Saved entries
- Opening Delimiter -
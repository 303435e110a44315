//! Polygonal shapes and their boundary contract
//!
//! Every shape is one of a closed set of kinds sharing a single
//! representation: a logical center and size from which an ordered closed
//! polygon of keyed vertices is generated. Connectors only ever consume the
//! boundary contract - the vertex list, key lookup, and containment - so new
//! kinds only need an outline layout.

pub mod outline;

use crate::connector::anchor::EdgeRef;
use crate::geometry::{
    direction_between, point_near_segment, position_on_segment, BoundingBox, Direction,
    KeyAllocator, Point, Vec2,
};
use crate::style::ShapeStyle;

/// The closed set of shape kinds the editor knows how to build
#[derive(Debug, Clone, Copy, PartialEq, Eq, Hash)]
pub enum ShapeKind {
    Rectangle,
    Trapezoid,
    Triangle,
    Diamond,
    Hexagon,
    Step,
    Ellipse,
    HalfCircle,
}

impl ShapeKind {
    /// Default slant/inset parameter for kinds that have one
    fn default_offset(self) -> f64 {
        match self {
            ShapeKind::Rectangle | ShapeKind::Trapezoid | ShapeKind::Step => 10.0,
            _ => 0.0,
        }
    }
}

/// A polygonal diagram shape.
///
/// The vertex list is regenerated whenever position-independent geometry
/// changes (size, slant, text), preserving each vertex's identity key at its
/// polygon index so anchors bound to the old outline keep resolving.
#[derive(Debug, Clone)]
pub struct Shape {
    kind: ShapeKind,
    x: f64,
    y: f64,
    base_width: f64,
    width: f64,
    height: f64,
    offset: f64,
    corner_anchor: bool,
    text: String,
    selectable: bool,
    pub style: ShapeStyle,
    vertices: Vec<Point>,
}

/// Width reserved per character of shape text
const TEXT_CHAR_WIDTH: f64 = 7.0;

impl Shape {
    /// Build a shape of the given kind. This is the only constructor; the
    /// kind tag picks the outline layout and its defaults.
    pub fn new(
        kind: ShapeKind,
        x: f64,
        y: f64,
        width: f64,
        height: f64,
        keys: &KeyAllocator,
    ) -> Self {
        let offset = kind.default_offset();
        let coords = outline::layout(kind, x, y, width, height, offset, false);
        let vertices = coords
            .into_iter()
            .map(|c| Point::new(c.x, c.y, keys.next_key()))
            .collect();
        Self {
            kind,
            x,
            y,
            base_width: width,
            width,
            height,
            offset,
            corner_anchor: false,
            text: String::new(),
            selectable: true,
            style: ShapeStyle::with_defaults(),
            vertices,
        }
    }

    /// Set the slant/inset parameter
    pub fn with_offset(mut self, offset: f64) -> Self {
        self.offset = offset;
        self.regenerate();
        self
    }

    /// Anchor a rectangle at its top-left corner instead of its center
    pub fn with_corner_anchor(mut self, corner_anchor: bool) -> Self {
        self.corner_anchor = corner_anchor;
        self.regenerate();
        self
    }

    /// Replace the style
    pub fn with_style(mut self, style: ShapeStyle) -> Self {
        self.style = style;
        self
    }

    /// Non-selectable shapes are invisible to containment and border picking
    pub fn with_selectable(mut self, selectable: bool) -> Self {
        self.selectable = selectable;
        self
    }

    /// Recompute vertex coordinates from the current parameters, keeping the
    /// identity key at each polygon index.
    fn regenerate(&mut self) {
        let coords = outline::layout(
            self.kind,
            self.x,
            self.y,
            self.width,
            self.height,
            self.offset,
            self.corner_anchor,
        );
        debug_assert_eq!(coords.len(), self.vertices.len());
        for (vertex, coord) in self.vertices.iter_mut().zip(coords) {
            vertex.x = coord.x;
            vertex.y = coord.y;
        }
    }

    pub fn kind(&self) -> ShapeKind {
        self.kind
    }

    /// Ordered closed boundary polygon
    pub fn vertices(&self) -> &[Point] {
        &self.vertices
    }

    /// Look up a boundary vertex by its identity key
    pub fn vertex_by_key(&self, key: crate::geometry::VertexKey) -> Option<Point> {
        self.vertices.iter().find(|v| v.key() == key).copied()
    }

    /// Whether the directed edge (by key pair) is currently one of this
    /// shape's boundary edges
    pub fn has_border_edge(&self, edge: EdgeRef) -> bool {
        let n = self.vertices.len();
        (0..n).any(|i| {
            self.vertices[i].key() == edge.p1 && self.vertices[(i + 1) % n].key() == edge.p2
        })
    }

    /// Odd-even containment test. Always false for non-selectable shapes.
    pub fn contains(&self, xm: f64, ym: f64) -> bool {
        if !self.selectable || self.vertices.is_empty() {
            return false;
        }
        let n = self.vertices.len();
        let mut j = n - 1;
        let mut odd = false;
        for i in 0..n {
            let vi = &self.vertices[i];
            let vj = &self.vertices[j];
            if ((vi.y < ym && vj.y >= ym) || (vj.y < ym && vi.y >= ym))
                && (vi.x <= xm || vj.x <= xm)
                && vi.x + (ym - vi.y) / (vj.y - vi.y) * (vj.x - vi.x) < xm
            {
                odd = !odd;
            }
            j = i;
        }
        odd
    }

    /// If the cursor lies on the border, classify the edge under it
    pub fn border_hit(&self, xm: f64, ym: f64) -> Option<Direction> {
        self.border_edge_under(xm, ym)
            .map(|(a, b)| direction_between(a.pos(), b.pos(), self.style.stroke_width))
    }

    /// If the cursor lies on the border, identify the edge under it and the
    /// relative offset along it - the ingredients of an anchor binding
    pub fn border_hit_edge(&self, xm: f64, ym: f64) -> Option<(EdgeRef, f64)> {
        self.border_edge_under(xm, ym).map(|(a, b)| {
            let offset = position_on_segment(a.pos(), b.pos(), Vec2::new(xm, ym));
            (EdgeRef::new(a.key(), b.key()), offset)
        })
    }

    fn border_edge_under(&self, xm: f64, ym: f64) -> Option<(Point, Point)> {
        if !self.selectable {
            return None;
        }
        let cursor = Vec2::new(xm, ym);
        let n = self.vertices.len();
        (0..n)
            .map(|i| (self.vertices[i], self.vertices[(i + 1) % n]))
            .find(|(a, b)| point_near_segment(cursor, a.pos(), b.pos(), self.style.stroke_width))
    }

    /// Logical center
    pub fn center(&self) -> Vec2 {
        Vec2::new(self.x, self.y)
    }

    pub fn width(&self) -> f64 {
        self.width
    }

    pub fn height(&self) -> f64 {
        self.height
    }

    pub fn text(&self) -> &str {
        &self.text
    }

    pub fn is_selectable(&self) -> bool {
        self.selectable
    }

    /// Axis-aligned bounds of the current outline
    pub fn bounds(&self) -> BoundingBox {
        BoundingBox::around(self.vertices.iter().map(Point::pos))
    }

    /// Shift the shape; vertices move in place, keys untouched
    pub fn translate(&mut self, dx: f64, dy: f64) {
        for v in &mut self.vertices {
            v.translate(dx, dy);
        }
        self.x += dx;
        self.y += dy;
    }

    /// Move the shape's logical position to (x, y)
    pub fn move_to(&mut self, x: f64, y: f64) {
        self.translate(x - self.x, y - self.y);
    }

    /// Resize, regenerating the outline. Text may keep the width larger than
    /// requested, as with `set_text`.
    pub fn resize(&mut self, width: f64, height: f64) {
        self.base_width = width;
        self.width = self.fitted_width();
        self.height = height;
        self.regenerate();
    }

    /// Update the label text. Long labels widen the shape; the width never
    /// drops below the base width the shape was created with.
    pub fn set_text(&mut self, text: impl Into<String>) {
        self.text = text.into();
        self.width = self.fitted_width();
        self.regenerate();
    }

    fn fitted_width(&self) -> f64 {
        let text_width = self.text.chars().count() as f64 * TEXT_CHAR_WIDTH;
        text_width.max(self.base_width)
    }

    pub fn set_border_color(&mut self, color: crate::style::Color) {
        self.style.border = color;
    }

    pub fn set_fill_color(&mut self, color: crate::style::Color) {
        self.style.fill = color;
    }

    /// A copy of this shape with fresh identity: new vertex keys, same
    /// geometry and style
    pub fn duplicate(&self, keys: &KeyAllocator) -> Shape {
        let mut copy = self.clone();
        copy.vertices = self
            .vertices
            .iter()
            .map(|v| Point::new(v.x, v.y, keys.next_key()))
            .collect();
        copy
    }
}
- Closing Delimiter -
Wherever a line in the entries above holds "boundary", copy that line.

//! Polygonal shapes and their boundary contract
//! boundary contract - the vertex list, key lookup, and containment - so new
    /// Ordered closed boundary polygon
    /// Look up a boundary vertex by its identity key
    /// shape's boundary edges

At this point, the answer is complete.